//! Utility functions for common operations

use anyhow::{Context, Result};
use bytes::Bytes;
use chrono::NaiveDate;
use reqwest::Client;
use std::io::{Cursor, Read};
use std::path::Path;
use std::time::Duration;
use tracing::info;

/// Leading bytes of a ZIP local file header
const ZIP_MAGIC: &[u8] = b"PK\x03\x04";

/// Date layouts seen in DLD exports, tried in order
const DATE_FORMATS: &[&str] = &["%Y-%m-%d", "%d-%m-%Y", "%d/%m/%Y"];
const DATETIME_FORMATS: &[&str] = &["%Y-%m-%d %H:%M:%S", "%Y-%m-%dT%H:%M:%S"];

/// Download a file via HTTP
pub async fn http_get(url: &str, timeout: Duration) -> Result<Bytes> {
    info!("Downloading from {}", url);
    let client = Client::builder().timeout(timeout).build()?;

    let response = client.get(url).send().await?;
    let status = response.status();

    if !status.is_success() {
        return Err(anyhow::anyhow!("HTTP request failed: {}", status));
    }

    let bytes = response.bytes().await?;
    info!("Downloaded {} bytes", bytes.len());
    Ok(bytes)
}

/// Whether a location should be fetched over HTTP rather than read from disk
pub fn is_remote(location: &str) -> bool {
    location.starts_with("http://") || location.starts_with("https://")
}

/// Filesystem path of a local location, with an optional `file://` prefix removed
pub fn local_path(location: &str) -> &Path {
    Path::new(location.strip_prefix("file://").unwrap_or(location))
}

pub fn is_zip(bytes: &[u8]) -> bool {
    bytes.starts_with(ZIP_MAGIC)
}

/// Extract the first CSV file from an in-memory ZIP archive.
/// Returns the entry name and its contents.
pub fn extract_csv_from_zip(bytes: &[u8]) -> Result<(String, Vec<u8>)> {
    let mut archive = zip::ZipArchive::new(Cursor::new(bytes))?;

    // Find first CSV file
    for i in 0..archive.len() {
        let mut file = archive.by_index(i)?;
        let filename = file.name().to_string();

        if filename.to_lowercase().ends_with(".csv") {
            info!("Found CSV file: {}", filename);

            let mut contents = Vec::new();
            file.read_to_end(&mut contents)
                .with_context(|| format!("Failed to read {} from archive", filename))?;
            return Ok((filename, contents));
        }
    }

    Err(anyhow::anyhow!("No CSV file found in ZIP archive"))
}

/// Canonical column name: trimmed and lower-cased
pub fn normalize_header(header: &str) -> String {
    header.trim().trim_start_matches('\u{feff}').to_lowercase()
}

/// Empty or whitespace-only cells are nulls
pub fn clean_text(cell: Option<String>) -> Option<String> {
    cell.map(|s| s.trim().to_string()).filter(|s| !s.is_empty())
}

/// Parse a date cell; `Ok(None)` for an empty cell, `Err` for an unreadable one
pub fn parse_date(cell: &str) -> Result<Option<NaiveDate>> {
    let cell = cell.trim();
    if cell.is_empty() {
        return Ok(None);
    }

    for format in DATE_FORMATS {
        if let Ok(date) = NaiveDate::parse_from_str(cell, format) {
            return Ok(Some(date));
        }
    }
    for format in DATETIME_FORMATS {
        if let Ok(datetime) = chrono::NaiveDateTime::parse_from_str(cell, format) {
            return Ok(Some(datetime.date()));
        }
    }

    Err(anyhow::anyhow!("'{}' is not a recognised date", cell))
}

/// Parse an integer cell, accepting integral floats such as `90000.0`
pub fn parse_integer(cell: &str) -> Result<Option<i64>> {
    let cell = cell.trim();
    if cell.is_empty() {
        return Ok(None);
    }

    if let Ok(value) = cell.parse::<i64>() {
        return Ok(Some(value));
    }

    let value = cell
        .parse::<f64>()
        .map_err(|_| anyhow::anyhow!("'{}' is not a number", cell))?;
    if !value.is_finite() || value.fract() != 0.0 || value.abs() >= i64::MAX as f64 {
        return Err(anyhow::anyhow!("'{}' is not an integer", cell));
    }
    Ok(Some(value as i64))
}

/// Parse a float cell; NaN and infinities are rejected
pub fn parse_float(cell: &str) -> Result<Option<f64>> {
    let cell = cell.trim();
    if cell.is_empty() {
        return Ok(None);
    }

    let value = cell
        .parse::<f64>()
        .map_err(|_| anyhow::anyhow!("'{}' is not a number", cell))?;
    if !value.is_finite() {
        return Err(anyhow::anyhow!("'{}' is not a finite number", cell));
    }
    Ok(Some(value))
}
//! Descriptive statistics over annual amounts

use serde::Serialize;

/// Count, mean and median of a group of amounts
#[derive(Debug, Clone, Copy, PartialEq, Serialize)]
pub struct Summary {
    pub count: usize,
    pub mean: f64,
    pub median: f64,
}

impl Summary {
    /// None for an empty group
    pub fn of(values: &[i64]) -> Option<Self> {
        Some(Summary {
            count: values.len(),
            mean: mean(values)?,
            median: median(values)?,
        })
    }
}

pub fn mean(values: &[i64]) -> Option<f64> {
    if values.is_empty() {
        return None;
    }
    let total: i128 = values.iter().map(|&v| v as i128).sum();
    Some(total as f64 / values.len() as f64)
}

/// Middle value after an ascending sort; the average of the two middle values
/// for an even count
pub fn median(values: &[i64]) -> Option<f64> {
    if values.is_empty() {
        return None;
    }
    let mut sorted = values.to_vec();
    sorted.sort_unstable();

    let mid = sorted.len() / 2;
    if sorted.len() % 2 == 1 {
        Some(sorted[mid] as f64)
    } else {
        Some((sorted[mid - 1] as f64 + sorted[mid] as f64) / 2.0)
    }
}
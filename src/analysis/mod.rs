//! Analysis module - turn loaded tables into the slices each display panel needs

pub mod building;
pub mod field;
pub mod history;
pub mod lookup;
pub mod snapshot;
pub mod stats;

pub use building::{
    similar_size_distribution, size_distribution, BuildingComparison, BuildingStatBucket,
    MissingBuildingInfo, PropertySize, SizeDistribution, SIMILAR_SIZE_BAND_SQM,
};
pub use field::{Field, MISSING_DATA};
pub use history::{price_history, PricePoint};
pub use lookup::{exists, find_by_tenancy_key, find_project};
pub use snapshot::{build_snapshot, property_listing, PropertySnapshot, PropertySummary};
pub use stats::Summary;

* * * * *

▶ **What is being asked**
For this exercise, retype each entry from above exactly as it stands.

▶ **Response to the task**
//! Utility functions for common operations

use anyhow::{Context, Result};
use bytes::Bytes;
use chrono::NaiveDate;
use reqwest::Client;
use std::io::{Cursor, Read};
use std::path::Path;
use std::time::Duration;
use tracing::info;

/// Leading bytes of a ZIP local file header
const ZIP_MAGIC: &[u8] = b"PK\x03\x04";

/// Date layouts seen in DLD exports, tried in order
const DATE_FORMATS: &[&str] = &["%Y-%m-%d", "%d-%m-%Y", "%d/%m/%Y"];
const DATETIME_FORMATS: &[&str] = &["%Y-%m-%d %H:%M:%S", "%Y-%m-%dT%H:%M:%S"];

/// Download a file via HTTP
pub async fn http_get(url: &str, timeout: Duration) -> Result<Bytes> {
    info!("Downloading from {}", url);
    let client = Client::builder().timeout(timeout).build()?;

    let response = client.get(url).send().await?;
    let status = response.status();

    if !status.is_success() {
        return Err(anyhow::anyhow!("HTTP request failed: {}", status));
    }

    let bytes = response.bytes().await?;
    info!("Downloaded {} bytes", bytes.len());
    Ok(bytes)
}

/// Whether a location should be fetched over HTTP rather than read from disk
pub fn is_remote(location: &str) -> bool {
    location.starts_with("http://") || location.starts_with("https://")
}

/// Filesystem path of a local location, with an optional `file://` prefix removed
pub fn local_path(location: &str) -> &Path {
    Path::new(location.strip_prefix("file://").unwrap_or(location))
}

pub fn is_zip(bytes: &[u8]) -> bool {
    bytes.starts_with(ZIP_MAGIC)
}

/// Extract the first CSV file from an in-memory ZIP archive.
/// Returns the entry name and its contents.
pub fn extract_csv_from_zip(bytes: &[u8]) -> Result<(String, Vec<u8>)> {
    let mut archive = zip::ZipArchive::new(Cursor::new(bytes))?;

    // Find first CSV file
    for i in 0..archive.len() {
        let mut file = archive.by_index(i)?;
        let filename = file.name().to_string();

        if filename.to_lowercase().ends_with(".csv") {
            info!("Found CSV file: {}", filename);

            let mut contents = Vec::new();
            file.read_to_end(&mut contents)
                .with_context(|| format!("Failed to read {} from archive", filename))?;
            return Ok((filename, contents));
        }
    }

    Err(anyhow::anyhow!("No CSV file found in ZIP archive"))
}

/// Canonical column name: trimmed and lower-cased
pub fn normalize_header(header: &str) -> String {
    header.trim().trim_start_matches('\u{feff}').to_lowercase()
}

/// Empty or whitespace-only cells are nulls
pub fn clean_text(cell: Option<String>) -> Option<String> {
    cell.map(|s| s.trim().to_string()).filter(|s| !s.is_empty())
}

/// Parse a date cell; `Ok(None)` for an empty cell, `Err` for an unreadable one
pub fn parse_date(cell: &str) -> Result<Option<NaiveDate>> {
    let cell = cell.trim();
    if cell.is_empty() {
        return Ok(None);
    }

    for format in DATE_FORMATS {
        if let Ok(date) = NaiveDate::parse_from_str(cell, format) {
            return Ok(Some(date));
        }
    }
    for format in DATETIME_FORMATS {
        if let Ok(datetime) = chrono::NaiveDateTime::parse_from_str(cell, format) {
            return Ok(Some(datetime.date()));
        }
    }

    Err(anyhow::anyhow!("'{}' is not a recognised date", cell))
}

/// Parse an integer cell, accepting integral floats such as `90000.0`
pub fn parse_integer(cell: &str) -> Result<Option<i64>> {
    let cell = cell.trim();
    if cell.is_empty() {
        return Ok(None);
    }

    if let Ok(value) = cell.parse::<i64>() {
        return Ok(Some(value));
    }

    let value = cell
        .parse::<f64>()
        .map_err(|_| anyhow::anyhow!("'{}' is not a number", cell))?;
    if !value.is_finite() || value.fract() != 0.0 || value.abs() >= i64::MAX as f64 {
        return Err(anyhow::anyhow!("'{}' is not an integer", cell));
    }
    Ok(Some(value as i64))
}

/// Parse a float cell; NaN and infinities are rejected
pub fn parse_float(cell: &str) -> Result<Option<f64>> {
    let cell = cell.trim();
    if cell.is_empty() {
        return Ok(None);
    }

    let value = cell
        .parse::<f64>()
        .map_err(|_| anyhow::anyhow!("'{}' is not a number", cell))?;
    if !value.is_finite() {
        return Err(anyhow::anyhow!("'{}' is not a finite number", cell));
    }
    Ok(Some(value))
}
//! Descriptive statistics over annual amounts

use serde::Serialize;

/// Count, mean and median of a group of amounts
#[derive(Debug, Clone, Copy, PartialEq, Serialize)]
pub struct Summary {
    pub count: usize,
    pub mean: f64,
    pub median: f64,
}

impl Summary {
    /// None for an empty group
    pub fn of(values: &[i64]) -> Option<Self> {
        Some(Summary {
            count: values.len(),
            mean: mean(values)?,
            median: median(values)?,
        })
    }
}

pub fn mean(values: &[i64]) -> Option<f64> {
    if values.is_empty() {
        return None;
    }
    let total: i128 = values.iter().map(|&v| v as i128).sum();
    Some(total as f64 / values.len() as f64)
}

/// Middle value after an ascending sort; the average of the two middle values
/// for an even count
pub fn median(values: &[i64]) -> Option<f64> {
    if values.is_empty() {
        return None;
    }
    let mut sorted = values.to_vec();
    sorted.sort_unstable();

    let mid = sorted.len() / 2;
    if sorted.len() % 2 == 1 {
        Some(sorted[mid] as f64)
    } else {
        Some((sorted[mid - 1] as f64 + sorted[mid] as f64) / 2.0)
    }
}
filename src/analysis/mod.rs
//! Analysis module - turn loaded tables into the slices each display panel needs

pub mod building;
pub mod field;
pub mod history;
pub mod lookup;
pub mod snapshot;
pub mod stats;

pub use building::{
    similar_size_distribution, size_distribution, BuildingComparison, BuildingStatBucket,
    MissingBuildingInfo, PropertySize, SizeDistribution, SIMILAR_SIZE_BAND_SQM,
};
pub use field::{Field, MISSING_DATA};
pub use history::{price_history, PricePoint};
pub use lookup::{exists, find_by_tenancy_key, find_project};
pub use snapshot::{build_snapshot, property_listing, PropertySnapshot, PropertySummary};
pub use stats::Summary;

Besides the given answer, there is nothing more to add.